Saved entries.
//! Parse configuration.

use serde::{Deserialize, Serialize};

/// Options for a parse call.
///
/// Options never change the outcome of a parse, only what is logged while it
/// runs.
#[derive(Clone, Debug, Default, PartialEq, Eq, Serialize, Deserialize)]
#[serde(default)]
pub struct ParseOptions {
    /// Log every driver event at `DEBUG` (target `fluree_sparql_ll::trace`)
    /// and every lexed token at `TRACE`.
    pub trace: bool,
}

impl ParseOptions {
    pub fn new() -> Self {
        Self::default()
    }

    /// Enable or disable event tracing.
    pub fn with_trace(mut self, trace: bool) -> Self {
        self.trace = trace;
        self
    }
}
//! Keyword and built-in function names.
//!
//! SPARQL keywords are case-insensitive; the lexer emits them lowercased.
//! The single exception is `a` (the `rdf:type` shorthand), which is only a
//! keyword in lowercase.

/// Lowercased keywords, sorted for binary search.
pub static KEYWORDS: &[&str] = &[
    "abs", "add", "all", "as", "asc", "ask", "avg", "base", "bind", "bnode", "bound", "by",
    "ceil", "clear", "coalesce", "concat", "construct", "contains", "copy", "count", "create",
    "data", "datatype", "day", "default", "delete", "desc", "describe", "distinct", "drop",
    "encode_for_uri", "exists", "filter", "floor", "from", "graph", "group", "group_concat",
    "having", "hours", "if", "in", "insert", "into", "iri", "isblank", "isiri", "isliteral",
    "isnumeric", "isuri", "lang", "langmatches", "lcase", "limit", "load", "max", "md5", "min",
    "minus", "minutes", "month", "move", "named", "not", "now", "offset", "optional", "order",
    "prefix", "rand", "reduced", "regex", "replace", "round", "sameterm", "sample", "seconds",
    "select", "separator", "service", "sha1", "sha256", "sha384", "sha512", "silent", "str",
    "strafter", "strbefore", "strends", "strlen", "strstarts", "struuid", "substr", "sum",
    "timezone", "to", "tz", "ucase", "undef", "union", "uri", "using", "uuid", "values",
    "where", "with", "year",
];

/// Look up a word, returning the canonical lowercased keyword.
pub fn lookup_keyword(word: &str) -> Option<&'static str> {
    if word == "a" {
        return Some("a");
    }
    let lowered = word.to_ascii_lowercase();
    KEYWORDS
        .binary_search(&lowered.as_str())
        .ok()
        .map(|idx| KEYWORDS[idx])
}

#[cfg(test)]
mod tests {
    use super::*;

    #[test]
    fn test_table_is_sorted_and_lowercase() {
        assert!(KEYWORDS.windows(2).all(|w| w[0] < w[1]));
        assert!(KEYWORDS.iter().all(|k| *k == k.to_ascii_lowercase()));
    }

    #[test]
    fn test_lookup_case_insensitive() {
        assert_eq!(lookup_keyword("SELECT"), Some("select"));
        assert_eq!(lookup_keyword("sElEcT"), Some("select"));
        assert_eq!(lookup_keyword("group_concat"), Some("group_concat"));
        assert_eq!(lookup_keyword("isIRI"), Some("isiri"));
        assert_eq!(lookup_keyword("selects"), None);
    }

    #[test]
    fn test_a_is_case_sensitive() {
        assert_eq!(lookup_keyword("a"), Some("a"));
        assert_eq!(lookup_keyword("A"), None);
    }

    #[test]
    fn test_booleans_are_not_keywords() {
        assert_eq!(lookup_keyword("true"), None);
        assert_eq!(lookup_keyword("FALSE"), None);
    }
}
//! # config.rs – Centralized Parameter Store
//!
//! This module holds all static program parameters used by the master.
//! Runtime overrides (ports, settle time, dispatcher policies) are collected in [MasterConfig],
//! which is built from the command line by [crate::init::parse_args].

use std::sync::Mutex;
use std::time::Duration;
use once_cell::sync::Lazy;

use crate::manager::dispatcher::WrongDirectionPolicy;

//
// ──────────────────────────────────────────────────────────────
//   1. NETWORK SETTINGS
// ──────────────────────────────────────────────────────────────
//

/// Port the master accepts slave TCP sessions on
pub const MASTER_PORT: u16 = 10002;

/// Address the TCP listener binds to
pub static LISTEN_ADDR: &str = "0.0.0.0";

/// Broadcast address used for master discovery
pub static BC_ADDR: &str = "255.255.255.255";

/// Port the slaves listen for the discovery beacon on
pub const BROADCAST_PORT: u16 = 10001;

/// Broadcast key used by slaves to filter out foreign beacons
pub const KEY_STR: &str = "Gruppe 25";

/// Largest frame payload accepted on a TCP session (length prefix is a `u16`)
pub const MAX_FRAME_LEN: usize = u16::MAX as usize;

//
// ──────────────────────────────────────────────────────────────
//   2. SYSTEM & ELEVATOR PARAMETERS
// ──────────────────────────────────────────────────────────────
//

/// Number of floors served by every elevator in the fleet
pub const N_FLOORS: usize = 4;

//
// ──────────────────────────────────────────────────────────────
//   3. WIRE TAGS
// ──────────────────────────────────────────────────────────────
//

/// Slave greets the master. Empty body
pub const TAG_HANDSHAKE: u8 = 0;

/// An [crate::message::Event], both directions
pub const TAG_EVENT: u8 = 1;

/// A full [crate::fleet::ElevatorSnapshot] pushed by a slave
pub const TAG_ELEV_INFO: u8 = 2;

/// A full [crate::fleet::FleetSnapshot], both directions
pub const TAG_BACKUP: u8 = 3;

/// Queue number from master to slave
pub const TAG_QUEUE_NUMBER: u8 = 4;

//
// ──────────────────────────────────────────────────────────────
//   4. TIMING & TIMEOUTS & INTERVALS
// ──────────────────────────────────────────────────────────────
//

/// Time a fresh master waits for slaves to reconnect and push their backup
pub const SETTLE_PERIOD: Duration = Duration::from_millis(2000);

/// Time between discovery beacons
pub const BEACON_PERIOD: Duration = Duration::from_millis(500);

/// Pause before accepting again after the listener failed (e.g. out of file descriptors)
pub const ACCEPT_RETRY_DELAY: Duration = Duration::from_millis(100);

/// Capacity of the queue carrying transport events to the master loop
pub const NET_EVENT_QUEUE: usize = 100;

//
// ──────────────────────────────────────────────────────────────
//   5. LOGGING CONFIGURATION
// ──────────────────────────────────────────────────────────────
//

/// Enable/disable printing of the fleet table after every update
pub static PRINT_FLEET_ON: Lazy<Mutex<bool>> = Lazy::new(|| Mutex::new(false));

/// Print the fleet as JSON instead of a table
pub static FLEET_AS_JSON: Lazy<Mutex<bool>> = Lazy::new(|| Mutex::new(false));

/// Enable/disable printing of errors
pub static PRINT_ERR_ON: Lazy<Mutex<bool>> = Lazy::new(|| Mutex::new(true));

/// Enable/disable printing of warnings
pub static PRINT_WARN_ON: Lazy<Mutex<bool>> = Lazy::new(|| Mutex::new(true));

/// Enable/disable printing of success messages
pub static PRINT_OK_ON: Lazy<Mutex<bool>> = Lazy::new(|| Mutex::new(true));

/// Enable/disable printing of general info
pub static PRINT_INFO_ON: Lazy<Mutex<bool>> = Lazy::new(|| Mutex::new(true));

/// Enable/disable master specific prints (dispatch decisions, membership)
pub static PRINT_ELSE_ON: Lazy<Mutex<bool>> = Lazy::new(|| Mutex::new(true));

/// Reads one of the print toggles above. A poisoned toggle counts as enabled.
pub fn print_enabled(flag: &Lazy<Mutex<bool>>) -> bool {
    flag.lock().map(|on| *on).unwrap_or(true)
}

/// Sets one of the print toggles above.
pub fn set_print(flag: &Lazy<Mutex<bool>>, on: bool) {
    if let Ok(mut guard) = flag.lock() {
        *guard = on;
    }
}


/// How a freshly joined peer is given its queue number
#[derive(Debug, Clone, Copy, PartialEq, Eq)]
pub enum QueueNumbering {
    /// The joining peer gets the fleet size, the rest keep their numbers
    JoinAtEnd,
    /// Every membership change renumbers the whole fleet 1..=N
    RenumberAll,
}

/// Runtime settings for one master process
#[derive(Debug, Clone)]
pub struct MasterConfig {
    /// TCP port slaves connect to
    pub port: u16,
    /// Destination of the discovery beacon, `ip:port`
    pub beacon_addr: String,
    /// Time between beacons
    pub beacon_period: Duration,
    /// Settling interval before the received backup is reconciled
    pub settle: Duration,
    /// Read watchdog on slave sessions. `None` disables it
    pub tcp_timeout: Option<Duration>,
    /// Dispatcher behaviour for moving elevators without pending runs
    pub no_run_policy: WrongDirectionPolicy,
    /// Queue numbering on new connections
    pub queue_numbering: QueueNumbering,
}

impl Default for MasterConfig {
    fn default() -> Self {
        Self {
            port: MASTER_PORT,
            beacon_addr: format!("{}:{}", BC_ADDR, BROADCAST_PORT),
            beacon_period: BEACON_PERIOD,
            settle: SETTLE_PERIOD,
            tcp_timeout: None,
            no_run_policy: WrongDirectionPolicy::TreatAsIdle,
            queue_numbering: QueueNumbering::JoinAtEnd,
        }
    }
}
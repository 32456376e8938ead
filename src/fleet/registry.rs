//! # Fleet registry
//!
//! The live fleet: latest [ElevatorSnapshot] and session handle per peer.
//! The registry itself is not synchronized. It lives inside the master state, and every access
//! goes through the master's single guard (see [crate::master]).

use std::collections::BTreeMap;

use crate::fleet::{ElevatorSnapshot, FleetSnapshot, PeerId};
use crate::network::PeerLink;

/// One registered elevator.
#[derive(Debug, Clone)]
pub struct FleetEntry<L> {
    /// What the elevator last reported
    pub snapshot: ElevatorSnapshot,
    /// Session the elevator is reachable on
    pub conn: L,
}

/// Peer id → latest snapshot and live connection.
#[derive(Debug, Clone)]
pub struct FleetRegistry<L> {
    entries: BTreeMap<PeerId, FleetEntry<L>>,
}

impl<L> Default for FleetRegistry<L> {
    fn default() -> Self {
        Self { entries: BTreeMap::new() }
    }
}

impl<L: PeerLink> FleetRegistry<L> {
    /// Creates an empty registry.
    pub fn new() -> Self {
        Self::default()
    }

    /// Registers a peer. A peer already registered under the same id is replaced
    /// (last writer wins) and returned.
    pub fn add(&mut self, peer: PeerId, snapshot: ElevatorSnapshot, conn: L) -> Option<FleetEntry<L>> {
        self.entries.insert(peer, FleetEntry { snapshot, conn })
    }

    /// Unregisters a peer and returns what it last reported.
    pub fn remove(&mut self, peer: &PeerId) -> Option<ElevatorSnapshot> {
        self.entries.remove(peer).map(|entry| entry.snapshot)
    }

    /// Replaces a peer's snapshot and rebinds it to `conn`. Registers the peer if unknown.
    pub fn update(&mut self, peer: PeerId, snapshot: ElevatorSnapshot, conn: L) {
        self.entries.insert(peer, FleetEntry { snapshot, conn });
    }

    /// Latest snapshot of a peer.
    pub fn lookup(&self, peer: &PeerId) -> Option<&ElevatorSnapshot> {
        self.entries.get(peer).map(|entry| &entry.snapshot)
    }

    /// Session a peer is bound to.
    pub fn link(&self, peer: &PeerId) -> Option<&L> {
        self.entries.get(peer).map(|entry| &entry.conn)
    }

    /// true if `peer` is registered and bound to the session `session_id`.
    pub fn is_bound_to(&self, peer: &PeerId, session_id: u64) -> bool {
        self.link(peer).map_or(false, |conn| conn.session_id() == session_id)
    }

    /// All peers and their snapshots, in peer order.
    pub fn iterate(&self) -> impl Iterator<Item = (&PeerId, &ElevatorSnapshot)> {
        self.entries.iter().map(|(peer, entry)| (peer, &entry.snapshot))
    }

    /// All peers and their sessions, in peer order.
    pub fn links(&self) -> impl Iterator<Item = (&PeerId, &L)> {
        self.entries.iter().map(|(peer, entry)| (peer, &entry.conn))
    }

    /// Number of registered peers.
    pub fn size(&self) -> usize {
        self.entries.len()
    }

    /// true if no peer is registered.
    pub fn is_empty(&self) -> bool {
        self.entries.is_empty()
    }

    /// The fleet without connection handles: what the dispatcher reads and the backup carries.
    pub fn fleet_snapshot(&self) -> FleetSnapshot {
        self.iterate().map(|(peer, elev)| (*peer, elev.clone())).collect()
    }
}
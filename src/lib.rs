#![warn(missing_docs)]
//! # This projects library
//!
//! The master of a small elevator fleet. Slaves find it through a UDP beacon, connect over TCP, and
//! report button presses and their own state. The master assigns hall calls, keeps the call lights
//! in sync across the fleet, and hands every slave a backup of the fleet so a new master can pick
//! up where the last one died.
//!
//! ## Overview
//! - **config**: Constants, print toggles and the runtime [config::MasterConfig].
//! - **ip_help_functions**: Peer identity from a session address, and the local IP.
//! - **init**: Command line parsing.
//! - **print**: Coloured terminal logging and the fleet table.
//! - **fleet**: Domain types, the fleet registry and the wire codec for them.
//! - **message**: Tagged payloads between master and slaves.
//! - **manager**: The hall call dispatcher and job redistribution for lost elevators.
//! - **network**: The transport contract, the TCP server and the discovery beacon.
//! - **master**: The event loop owning the fleet.
//! - **backup**: Accepting a backup at startup and reconciling it after the settling interval.

pub mod config;

pub mod ip_help_functions;

pub mod init;

pub mod print;

pub mod fleet;

pub mod message;

pub mod manager;

pub mod network;

pub mod master;

pub mod backup;
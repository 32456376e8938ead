//! This module contains some help functions regarding IP addresses
//!
//! Functions
//! - [peer_id]: The identity of a peer, from the remote end of its session.
//! - [self_ip]: The master's own address on the local network.

use anyhow::{Context, Result};
use local_ip_address::local_ip;
use std::net::{IpAddr, SocketAddr};

use crate::fleet::PeerId;

/// Extracts the peer identity from a session's remote endpoint: the IP, port stripped.
///
/// A slave that reconnects from the same host keeps its identity.
///
/// ## Example
/// ```
/// use elevatormaster::ip_help_functions::peer_id;
/// use std::net::SocketAddr;
///
/// let addr: SocketAddr = "10.100.23.14:51234".parse().unwrap();
/// assert_eq!(peer_id(addr).to_string(), "10.100.23.14");
/// ```
pub fn peer_id(addr: SocketAddr) -> PeerId {
    addr.ip()
}

/// Retrieves the local IP address the master is reachable on.
pub fn self_ip() -> Result<IpAddr> {
    local_ip().context("Failed to get local IP")
}
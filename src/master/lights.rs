//! Fleet-wide outputs derived from the registry: lamp state for a joining peer, and queue numbers.

use crate::config;
use crate::fleet::{Dirn, ElevatorSnapshot, PeerId};
use crate::message::Event;

/// Light-on commands for every `(floor, direction)` that holds a `CALL` anywhere in the fleet.
///
/// One command per pair, even if several elevators hold the same call.
/// Floors ascending, up before down.
pub fn mirror_lights<'a>(fleet: impl IntoIterator<Item = &'a ElevatorSnapshot>) -> Vec<Event> {
    let mut up = [false; config::N_FLOORS];
    let mut down = [false; config::N_FLOORS];
    for elev in fleet {
        for (floor, dir) in elev.calls() {
            match dir {
                Dirn::Up => up[floor as usize] = true,
                Dirn::Down => down[floor as usize] = true,
                Dirn::Stop => {}
            }
        }
    }

    let mut lights = Vec::new();
    for floor in 0..config::N_FLOORS {
        if up[floor] {
            lights.extend(Event::light_on(floor as u8, Dirn::Up));
        }
        if down[floor] {
            lights.extend(Event::light_on(floor as u8, Dirn::Down));
        }
    }
    lights
}

/// Dense queue numbers 1, 2, 3, … in the order the peers are given.
pub fn queue_numbers<'a>(peers: impl IntoIterator<Item = &'a PeerId>) -> Vec<(PeerId, u32)> {
    peers.into_iter()
        .zip(1u32..)
        .map(|(peer, number)| (*peer, number))
        .collect()
}


#[cfg(test)]
mod tests {
    use super::*;
    use crate::fleet::CallState;
    use crate::message::EventType;

    #[test]
    fn shared_calls_light_once() {
        let mut a = ElevatorSnapshot::default();
        a.upruns[1] = CallState::Call;
        let mut b = ElevatorSnapshot::default();
        b.upruns[1] = CallState::Call;
        b.downruns[2] = CallState::Call;
        b.downruns[3] = CallState::Internal(1);

        assert_eq!(
            mirror_lights([&a, &b]),
            vec![
                Event { event_type: EventType::TurnOnUpLight, floor: 1 },
                Event { event_type: EventType::TurnOnDownLight, floor: 2 },
            ]
        );
    }

    #[test]
    fn numbers_start_at_one_without_gaps() {
        let peers: Vec<PeerId> = vec!["10.0.0.4".parse().unwrap(), "10.0.0.9".parse().unwrap()];
        let numbers = queue_numbers(&peers);
        assert_eq!(numbers, vec![(peers[0], 1), (peers[1], 2)]);
        assert!(queue_numbers(&Vec::<PeerId>::new()).is_empty());
    }
}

Work order. Extract exactly the leading lines of the data, stopping at and including the line with "pub fn lookup_keyword(word: &str)".

Solution for this exercise.
//! Parse configuration.

use serde::{Deserialize, Serialize};

/// Options for a parse call.
///
/// Options never change the outcome of a parse, only what is logged while it
/// runs.
#[derive(Clone, Debug, Default, PartialEq, Eq, Serialize, Deserialize)]
#[serde(default)]
pub struct ParseOptions {
    /// Log every driver event at `DEBUG` (target `fluree_sparql_ll::trace`)
    /// and every lexed token at `TRACE`.
    pub trace: bool,
}

impl ParseOptions {
    pub fn new() -> Self {
        Self::default()
    }

    /// Enable or disable event tracing.
    pub fn with_trace(mut self, trace: bool) -> Self {
        self.trace = trace;
        self
    }
}
//! Keyword and built-in function names.
//!
//! SPARQL keywords are case-insensitive; the lexer emits them lowercased.
//! The single exception is `a` (the `rdf:type` shorthand), which is only a
//! keyword in lowercase.

/// Lowercased keywords, sorted for binary search.
pub static KEYWORDS: &[&str] = &[
    "abs", "add", "all", "as", "asc", "ask", "avg", "base", "bind", "bnode", "bound", "by",
    "ceil", "clear", "coalesce", "concat", "construct", "contains", "copy", "count", "create",
    "data", "datatype", "day", "default", "delete", "desc", "describe", "distinct", "drop",
    "encode_for_uri", "exists", "filter", "floor", "from", "graph", "group", "group_concat",
    "having", "hours", "if", "in", "insert", "into", "iri", "isblank", "isiri", "isliteral",
    "isnumeric", "isuri", "lang", "langmatches", "lcase", "limit", "load", "max", "md5", "min",
    "minus", "minutes", "month", "move", "named", "not", "now", "offset", "optional", "order",
    "prefix", "rand", "reduced", "regex", "replace", "round", "sameterm", "sample", "seconds",
    "select", "separator", "service", "sha1", "sha256", "sha384", "sha512", "silent", "str",
    "strafter", "strbefore", "strends", "strlen", "strstarts", "struuid", "substr", "sum",
    "timezone", "to", "tz", "ucase", "undef", "union", "uri", "using", "uuid", "values",
    "where", "with", "year",
];

/// Look up a word, returning the canonical lowercased keyword.
pub fn lookup_keyword(word: &str) -> Option<&'static str> {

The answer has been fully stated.